I moved away and turned on the hose pipe again. But it was still there, that heat between the shoulder blades. The way it had been all these years. Kurt Olsen’s suspicion that slowly and surely etched its way through the clothing, through the skin and onto the flesh, stopping short only when it came up against solid bone. Against willpower and stubbornness. Against a lack of proof and hard facts.

‘What’s that there?’ I heard Kurt Olsen say.

I turned, acted surprised at still finding him there. He nodded towards the metal grid in the floor where the water gushed down. At the bits that lay there without being washed away.

‘Huh?’ I said.

The sheriff squatted down. ‘There’s blood coming out of them,’ he said. ‘This is flesh.’

‘Must be,’ I said.

He glanced up at me. All that remained of his cigarette was the glowing tip.

‘Moose,’ I said. ‘Run over. Got caught in the front mesh.
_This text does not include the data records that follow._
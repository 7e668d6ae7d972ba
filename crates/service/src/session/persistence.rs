use std::sync::Arc;

use models::{Role, Session};
use tracing::{debug, error, info, warn};

use crate::errors::ServiceError;
use crate::observability::FORCED_LOGOUTS_TOTAL;
use crate::session::context::SessionContext;
use crate::session::store::SessionStore;
use crate::storage::DurableStorage;

pub const TOKEN_KEY: &str = "token";
pub const ROLE_KEY: &str = "role";
pub const USERNAME_KEY: &str = "username";
pub const TEAM_ID_KEY: &str = "teamId";

/// Keys removed on logout.
pub const SESSION_KEYS: [&str; 4] = [TOKEN_KEY, ROLE_KEY, TEAM_ID_KEY, USERNAME_KEY];

/// Which fields startup hydration copied from storage into memory.
#[derive(Debug, Clone, Copy, Default, PartialEq, Eq)]
pub struct Hydration {
    pub token: bool,
    pub role: bool,
    pub username: bool,
}

impl Hydration {
    pub fn restored_any(&self) -> bool {
        self.token || self.role || self.username
    }
}

/// Mirrors session fields into durable storage and restores them on startup.
#[derive(Clone)]
pub struct PersistenceBridge {
    storage: Arc<dyn DurableStorage>,
}

impl PersistenceBridge {
    pub fn new(storage: Arc<dyn DurableStorage>) -> Self {
        Self { storage }
    }

    /// Copy `token`, `role`, `username` from storage into the store through its
    /// setters, skipping any field already present in memory. `teamId` is not
    /// read back; it is re-fetched for managers.
    pub async fn hydrate(&self, store: &SessionStore) -> Hydration {
        let current = store.snapshot().await;
        let mut restored = Hydration::default();

        if current.token.is_none() {
            if let Some(token) = self.storage.get(TOKEN_KEY).await.filter(|t| !t.is_empty()) {
                store.set_token(token).await;
                restored.token = true;
            }
        }
        if current.role.is_none() {
            if let Some(raw) = self.storage.get(ROLE_KEY).await {
                match raw.parse::<Role>() {
                    Ok(role) => {
                        store.set_role(role).await;
                        restored.role = true;
                    }
                    Err(e) => warn!(error = %e, "ignoring stored role"),
                }
            }
        }
        if current.username.is_none() {
            if let Some(username) = self.storage.get(USERNAME_KEY).await.filter(|u| !u.is_empty()) {
                store.set_username(username).await;
                restored.username = true;
            }
        }

        if restored.restored_any() {
            info!(event = "session_hydrated", token = restored.token, role = restored.role, username = restored.username, "session restored from storage");
        } else {
            debug!("nothing to restore from storage");
        }
        restored
    }

    pub async fn persist_login(&self, token: &str, role: Role, username: &str) -> Result<(), ServiceError> {
        self.storage.set(TOKEN_KEY, token.to_string()).await?;
        self.storage.set(ROLE_KEY, role.as_str().to_string()).await?;
        self.storage.set(USERNAME_KEY, username.to_string()).await?;
        Ok(())
    }

    pub async fn persist_team(&self, team_id: i64) -> Result<(), ServiceError> {
        self.storage.set(TEAM_ID_KEY, team_id.to_string()).await
    }

    /// Remove every session key. Failures are logged, never returned.
    pub async fn forget(&self) {
        if let Err(e) = self.storage.remove(&SESSION_KEYS).await {
            error!(error = %e, "failed to clear session storage");
        }
    }

    /// Clear storage, then reset the in-memory session.
    pub(crate) async fn end_session(&self, session: &SessionContext) {
        let mut current = session.lock().await;
        self.forget().await;
        *current = Session::default();
    }

    /// Session teardown after the backend rejected `rejected` with a 401.
    ///
    /// Only ends the session while `rejected` is still the current token; a
    /// late reply for a replaced token leaves the new session alone.
    pub(crate) async fn expire(&self, session: &SessionContext, rejected: &str) -> bool {
        let mut current = session.lock().await;
        if current.token.as_deref() != Some(rejected) {
            debug!("401 for a token that is no longer current; session kept");
            return false;
        }
        self.forget().await;
        *current = Session::default();
        drop(current);

        FORCED_LOGOUTS_TOTAL.inc();
        warn!(event = "session_forced_logout", "backend rejected the token; ending session");
        true
    }
}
They come here to wash the mess away.’

‘I thought you just said it was a tractor, Roy.’

‘I guess it’s from a car last night,’ I said. ‘I can ask Egil, if there’s anything you want to …’ The sheriff jumped back as I directed the stream of water onto the lump of flesh so that it was pulled clear of the mesh and floated out across the cement floor.

‘… investigate.’ Kurt Olsen’s eyes flashed. He wiped off the thighs of his trousers, even though they were dry. I don’t know if he used the word deliberately, it was the same word he had used back then. Investigate. That of course this would have to be investigated. I didn’t dislike Kurt Olsen. He was an OK guy just doing his job. But I had very definitely disliked his investigating, and I doubt whether he’d have dragged these posters along with him if the name Opgard hadn’t been on them.

When I got back to the station shop two teenage girls were standing there. One was Julie who had taken over behind the counter after Egil. The other girl, the customer, was standing with her back to me. Her head was bowed, she was waiting and gave no indication she was about to turn even though the door had opened. All the same I thought I recognised the Moe girl, the roofer’s daughter. Natalie. I saw her now and then with the boy racer gang outside. Where Julie was open, the bubbly type, as people say, there was something sensitive and at the same time something closed off about Natalie Moe’s expressionless face, as though she thought that any feelings she showed would be either mocked or ridiculed. That’s the age she was at. Although, surely she was at high school by now? Whatever, I had got the picture, picked up on the shame and had it confirmed when Julie greeted me at the same time as she nodded towards the shelf with the morning-after pills. Julie’s only seventeen, so she’s not allowed to sell tobacco and medicines.

I stepped behind the counter, resolved to get the Moe girl’s embarrassment over as quickly as possible.

‘EllaOne?’ I asked and placed the little white box on the counter in front of her.

‘Uh?’ said Natalie Moe.

‘Your morning-after pill,’ said Julie mercilessly.

I entered it on the till with my own card, so that it would look as though some presumably responsible adult person had made the purchase. The Moe girl left.

‘She’s having it off with Trond-Bertil,’ said Julie and snapped her bubblegum. ‘He’s over thirty, got a wife and kids.’

‘She’s young then,’ I said.

‘Young for what?’ Julie looked at me. It was strange, she wasn’t a big girl, but everything about her seemed big. The curly hair, the hands, the heavy breasts beneath the broad shoulders. The mouth almost vulgar. And the eyes. Those enormous blue peepers that looked me straight in the eye. ‘To be having it off with someone over thirty?’

‘Young to be making sensible decisions all the time,’ I said. ‘Maybe she’ll learn.’

Julie snorted. ‘That’s not why it’s called a morning-after pill. And just because a girl is young doesn’t mean she doesn’t know what she wants.’

‘I’m sure you’re probably right about that.’

‘But when we put on an innocent face like that one there, then you men all think poor little girl. Just the way we want you to think.’ She laughed. ‘You’re so simple.’

I slipped on a pair of plastic gloves and began to butter some baguettes. ‘Is there a secret society?’ I asked.